Kondisi ini adalah kondisi di mana tidak pernah terbayangkan akan sampai pada titik di mana aku mampu melewati berbagai hal yang aku rasa tidak akan pernah beranjak. Dengan pencapaian terbaik mampu melewati fase depresi. hingga sedikit demi sedikit bisa kembali menata arah yang sebelumnya tak pernah aku tahu akan kemana. Aku mampu kembali menata tujuan dan harapan.
Setidaknya itulah gambaran perasaan yang aku rasa setelah mengkonsumsi obat dengan teratur. fase ini menjadi masa terbaik yang pernahku alami pasca mengalami depresi. merasa terlahir kembali dan dapat hidup dengan ketenangan jiwa yang belum pernah aku rasa sebelumnya.

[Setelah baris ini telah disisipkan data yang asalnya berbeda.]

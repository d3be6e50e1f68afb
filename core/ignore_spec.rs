use crate::config::{DiscoveryConfig, get_builtin_ignore_patterns};
use crate::error::{AppError, Result};
use ignore::gitignore::{Gitignore, GitignoreBuilder};
use std::path::Path;

/// Compiled ignore rules for one resolution root.
///
/// Sources are merged in order: each configured ignore file under the root
/// (`.gitignore`, then `.ctxignore` by default), then the built-in defaults,
/// then any extra patterns from the config file. The last matching rule wins,
/// so `!pattern` can re-include something an earlier rule excluded.
#[derive(Debug, Clone)]
pub struct IgnoreSpec {
    matcher: Gitignore,
}

impl IgnoreSpec {
    /// Reads the ignore files under `root` and compiles them together with the
    /// built-in rules. Unreadable ignore files and invalid patterns are
    /// returned as warnings; only a failure to build the matcher is fatal.
    pub fn compile(root: &Path, config: &DiscoveryConfig) -> Result<(Self, Vec<AppError>)> {
        log::debug!("Compiling ignore rules for {}", root.display());
        let mut builder = GitignoreBuilder::new(root);
        let mut warnings = Vec::new();

        for file_name in &config.ignore_files {
            let ignore_path = root.join(file_name);
            if !ignore_path.exists() {
                log::trace!("No ignore file at {}", ignore_path.display());
                continue;
            }
            if let Some(err) = builder.add(&ignore_path) {
                log::debug!("Problem reading {}: {}", ignore_path.display(), err);
                warnings.push(AppError::Ignore(err));
            } else {
                log::trace!("Loaded ignore file {}", ignore_path.display());
            }
        }

        if config.builtin_ignore {
            for pattern in get_builtin_ignore_patterns().patterns() {
                if let Err(err) = builder.add_line(None, pattern) {
                    warnings.push(AppError::Ignore(err));
                }
            }
        }

        for pattern in &config.extra_ignores {
            if let Err(err) = builder.add_line(None, pattern) {
                warnings.push(AppError::Ignore(err));
            }
        }

        let matcher = builder.build()?;
        log::debug!(
            "Ignore rules compiled ({} ignore, {} whitelist).",
            matcher.num_ignores(),
            matcher.num_whitelists()
        );
        Ok((Self { matcher }, warnings))
    }

    /// Compiles a fixed list of rules with no file or built-in sources.
    #[cfg(test)]
    pub fn from_patterns<'a>(
        root: &Path,
        patterns: impl IntoIterator<Item = &'a str>,
    ) -> Result<Self> {
        let mut builder = GitignoreBuilder::new(root);
        for pattern in patterns {
            builder.add_line(None, pattern)?;
        }
        Ok(Self {
            matcher: builder.build()?,
        })
    }

    /// Whether a root-relative, slash-separated path is excluded, either by a
    /// rule matching it directly or by a rule matching one of its parent
    /// directories.
    ///
    /// Parent directories are checked first: once a directory is excluded,
    /// nothing beneath it can be re-included by a `!` rule.
    pub fn matches(&self, relative_path: &str, is_dir: bool) -> bool {
        let path = Path::new(relative_path);
        if relative_path.is_empty() || path.has_root() {
            return false;
        }
        let ignored_parent = path
            .ancestors()
            .skip(1)
            .take_while(|parent| !parent.as_os_str().is_empty())
            .find(|parent| self.matcher.matched(parent, true).is_ignore());
        if let Some(parent) = ignored_parent {
            log::trace!("{} is under ignored directory {}", relative_path, parent.display());
            return true;
        }
        self.matcher.matched(path, is_dir).is_ignore()
    }

    #[cfg(test)]
    pub fn is_empty(&self) -> bool {
        self.matcher.is_empty()
    }
}

#[cfg(test)]
mod tests {
    use super::*;
    use std::fs;
    use tempfile::TempDir;

    fn no_builtins() -> DiscoveryConfig {
        DiscoveryConfig {
            builtin_ignore: false,
            ..DiscoveryConfig::default()
        }
    }

    #[test]
    fn gitignore_rules_apply() {
        let dir = TempDir::new().unwrap();
        fs::write(dir.path().join(".gitignore"), "secret.txt\n").unwrap();

        let (spec, warnings) = IgnoreSpec::compile(dir.path(), &no_builtins()).unwrap();
        assert!(warnings.is_empty());
        assert!(spec.matches("secret.txt", false));
        assert!(spec.matches("nested/secret.txt", false));
        assert!(!spec.matches("visible.txt", false));
    }

    #[test]
    fn tool_ignore_file_is_read_after_gitignore() {
        let dir = TempDir::new().unwrap();
        fs::write(dir.path().join(".gitignore"), "*.log\n").unwrap();
        fs::write(dir.path().join(".ctxignore"), "!keep.log\ndocs/\n").unwrap();

        let (spec, _) = IgnoreSpec::compile(dir.path(), &no_builtins()).unwrap();
        assert!(spec.matches("debug.log", false));
        assert!(!spec.matches("keep.log", false));
        assert!(spec.matches("docs", true));
        assert!(spec.matches("docs/guide.md", false));
    }

    #[test]
    fn directory_only_rules_need_a_directory() {
        let dir = TempDir::new().unwrap();
        let spec = IgnoreSpec::from_patterns(dir.path(), ["build/"]).unwrap();
        assert!(spec.matches("build", true));
        assert!(!spec.matches("build", false));
        assert!(spec.matches("build/out.o", false));
        assert!(spec.matches("sub/build/out.o", false));
    }

    #[test]
    fn anchored_and_double_star_rules() {
        let dir = TempDir::new().unwrap();
        let spec = IgnoreSpec::from_patterns(dir.path(), ["/config.h", "gen/**/*.inc"]).unwrap();
        assert!(spec.matches("config.h", false));
        assert!(!spec.matches("src/config.h", false));
        assert!(spec.matches("gen/a/b/table.inc", false));
        assert!(spec.matches("gen/table.inc", false));
        assert!(!spec.matches("src/table.inc", false));
    }

    #[test]
    fn whitelist_cannot_reach_into_ignored_directory() {
        let dir = TempDir::new().unwrap();
        let spec = IgnoreSpec::from_patterns(dir.path(), ["vendor/", "!vendor/keep.h", "*.log", "!keep.log"]).unwrap();
        assert!(spec.matches("vendor", true));
        assert!(spec.matches("vendor/keep.h", false));
        assert!(spec.matches("vendor/deep/keep.h", false));
        assert!(!spec.matches("keep.log", false));
        assert!(!spec.matches("src/keep.log", false));
    }

    #[test]
    fn builtin_defaults_are_applied() {
        let dir = TempDir::new().unwrap();
        let (spec, _) = IgnoreSpec::compile(dir.path(), &DiscoveryConfig::default()).unwrap();
        assert!(spec.matches(".git", true));
        assert!(spec.matches("node_modules/react/index.js", false));
        assert!(spec.matches("web/package-lock.json", false));
        assert!(spec.matches(".aider.chat.history.md", false));
        assert!(!spec.matches("src/main.rs", false));

        let (bare, _) = IgnoreSpec::compile(dir.path(), &no_builtins()).unwrap();
        assert!(bare.is_empty());
        assert!(!bare.matches("node_modules/react/index.js", false));
    }

    #[test]
    fn builtins_override_user_negation() {
        let dir = TempDir::new().unwrap();
        fs::write(dir.path().join(".gitignore"), "!Cargo.lock\n").unwrap();
        let (spec, _) = IgnoreSpec::compile(dir.path(), &DiscoveryConfig::default()).unwrap();
        assert!(spec.matches("Cargo.lock", false));
    }

    #[test]
    fn extra_ignores_come_last() {
        let dir = TempDir::new().unwrap();
        let config = DiscoveryConfig {
            extra_ignores: vec!["*.tmp".to_string()],
            ..no_builtins()
        };
        let (spec, _) = IgnoreSpec::compile(dir.path(), &config).unwrap();
        assert!(spec.matches("scratch.tmp", false));
    }

    #[test]
    fn unreadable_ignore_file_is_a_warning() {
        let dir = TempDir::new().unwrap();
        fs::create_dir(dir.path().join(".gitignore")).unwrap();
        fs::write(dir.path().join(".ctxignore"), "secret.txt\n").unwrap();

        let (spec, warnings) = IgnoreSpec::compile(dir.path(), &no_builtins()).unwrap();
        assert_eq!(warnings.len(), 1);
        assert!(spec.matches("secret.txt", false));
    }
}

Proses pemulihan dari gangguan mental bukanlah perjalanan yang mudah. Ada hari-hari di mana kita merasa kuat, tapi ada juga saat-saat di mana kita terjatuh kembali. Namun, penting untuk diingat bahwa kemunduran bukanlah kegagalan.
Menurut National Institute of Mental Health (NIMH), 50-70% orang dengan gangguan mental bisa mencapai pemulihan signifikan dengan kombinasi terapi, dukungan sosial, dan pengobatan yang tepat. Artinya akses ke layanan kesehatan mental menjadi kunci dalam proses pemulihan.
Sayangnya, di Indonesia, rasio tenaga kesehatan mental masih sangat rendah. Data Kemenkes (2022) menunjukkan bahwa hanya ada 0,29 psikolog dan 0,04 psikiater per 100.000 penduduk. Artinya, masih banyak orang yang kesulitan mendapatkan bantuan yang mereka butuhkan.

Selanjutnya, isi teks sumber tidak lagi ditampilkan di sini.